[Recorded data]
%%

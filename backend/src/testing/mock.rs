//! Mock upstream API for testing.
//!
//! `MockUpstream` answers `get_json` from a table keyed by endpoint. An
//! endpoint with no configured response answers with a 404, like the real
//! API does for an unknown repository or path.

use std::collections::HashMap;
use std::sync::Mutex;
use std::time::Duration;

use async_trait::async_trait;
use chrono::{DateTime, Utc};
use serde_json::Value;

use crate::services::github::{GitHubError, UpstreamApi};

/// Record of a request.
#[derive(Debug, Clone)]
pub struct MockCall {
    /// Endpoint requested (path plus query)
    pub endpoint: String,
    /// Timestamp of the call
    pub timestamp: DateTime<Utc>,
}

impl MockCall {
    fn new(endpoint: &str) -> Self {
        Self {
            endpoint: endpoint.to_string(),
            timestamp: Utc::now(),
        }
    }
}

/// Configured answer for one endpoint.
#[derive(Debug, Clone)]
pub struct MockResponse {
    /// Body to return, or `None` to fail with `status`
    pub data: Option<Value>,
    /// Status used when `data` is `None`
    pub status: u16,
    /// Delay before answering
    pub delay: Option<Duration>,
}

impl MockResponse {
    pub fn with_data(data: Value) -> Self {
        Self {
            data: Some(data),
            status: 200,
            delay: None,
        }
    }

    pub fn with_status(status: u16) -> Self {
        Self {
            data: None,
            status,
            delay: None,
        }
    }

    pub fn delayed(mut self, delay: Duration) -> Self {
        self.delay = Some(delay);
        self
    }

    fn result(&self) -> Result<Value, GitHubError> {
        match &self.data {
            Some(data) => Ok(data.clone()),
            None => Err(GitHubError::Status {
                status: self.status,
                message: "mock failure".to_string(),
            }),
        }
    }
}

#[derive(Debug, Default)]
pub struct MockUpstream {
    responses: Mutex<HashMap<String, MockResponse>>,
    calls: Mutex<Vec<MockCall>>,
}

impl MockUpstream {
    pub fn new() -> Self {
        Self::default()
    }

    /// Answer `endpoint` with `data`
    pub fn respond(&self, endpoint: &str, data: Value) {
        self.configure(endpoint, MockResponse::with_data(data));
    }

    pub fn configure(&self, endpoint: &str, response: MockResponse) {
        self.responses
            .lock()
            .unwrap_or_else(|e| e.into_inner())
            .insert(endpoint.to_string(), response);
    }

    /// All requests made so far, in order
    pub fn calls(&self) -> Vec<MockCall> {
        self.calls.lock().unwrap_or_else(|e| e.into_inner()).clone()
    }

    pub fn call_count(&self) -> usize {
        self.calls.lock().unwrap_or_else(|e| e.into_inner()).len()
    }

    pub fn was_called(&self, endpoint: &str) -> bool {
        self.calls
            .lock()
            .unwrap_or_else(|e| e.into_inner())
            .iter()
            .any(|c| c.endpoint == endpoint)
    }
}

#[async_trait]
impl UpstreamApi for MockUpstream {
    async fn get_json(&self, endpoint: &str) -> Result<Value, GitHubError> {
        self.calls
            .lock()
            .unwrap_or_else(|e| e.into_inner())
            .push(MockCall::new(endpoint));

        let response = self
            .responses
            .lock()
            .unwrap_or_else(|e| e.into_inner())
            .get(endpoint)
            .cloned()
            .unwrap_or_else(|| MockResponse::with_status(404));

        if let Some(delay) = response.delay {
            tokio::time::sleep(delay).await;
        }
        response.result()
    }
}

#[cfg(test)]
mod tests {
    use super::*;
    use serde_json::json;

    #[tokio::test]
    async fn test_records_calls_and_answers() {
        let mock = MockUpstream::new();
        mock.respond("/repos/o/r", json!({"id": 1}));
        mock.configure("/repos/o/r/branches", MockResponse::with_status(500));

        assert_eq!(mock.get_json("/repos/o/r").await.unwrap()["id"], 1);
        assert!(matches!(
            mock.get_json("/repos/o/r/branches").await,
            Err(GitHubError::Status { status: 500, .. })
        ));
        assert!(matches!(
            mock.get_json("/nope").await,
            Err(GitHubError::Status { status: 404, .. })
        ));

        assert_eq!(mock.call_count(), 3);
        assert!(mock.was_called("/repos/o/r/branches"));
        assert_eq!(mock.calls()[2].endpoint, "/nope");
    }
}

%%

About this exercise:
Spot the lines above that mention "MockCall" and copy them.

Answer below:
pub struct MockCall {
impl MockCall {
    calls: Mutex<Vec<MockCall>>,
    pub fn calls(&self) -> Vec<MockCall> {
            .push(MockCall::new(endpoint));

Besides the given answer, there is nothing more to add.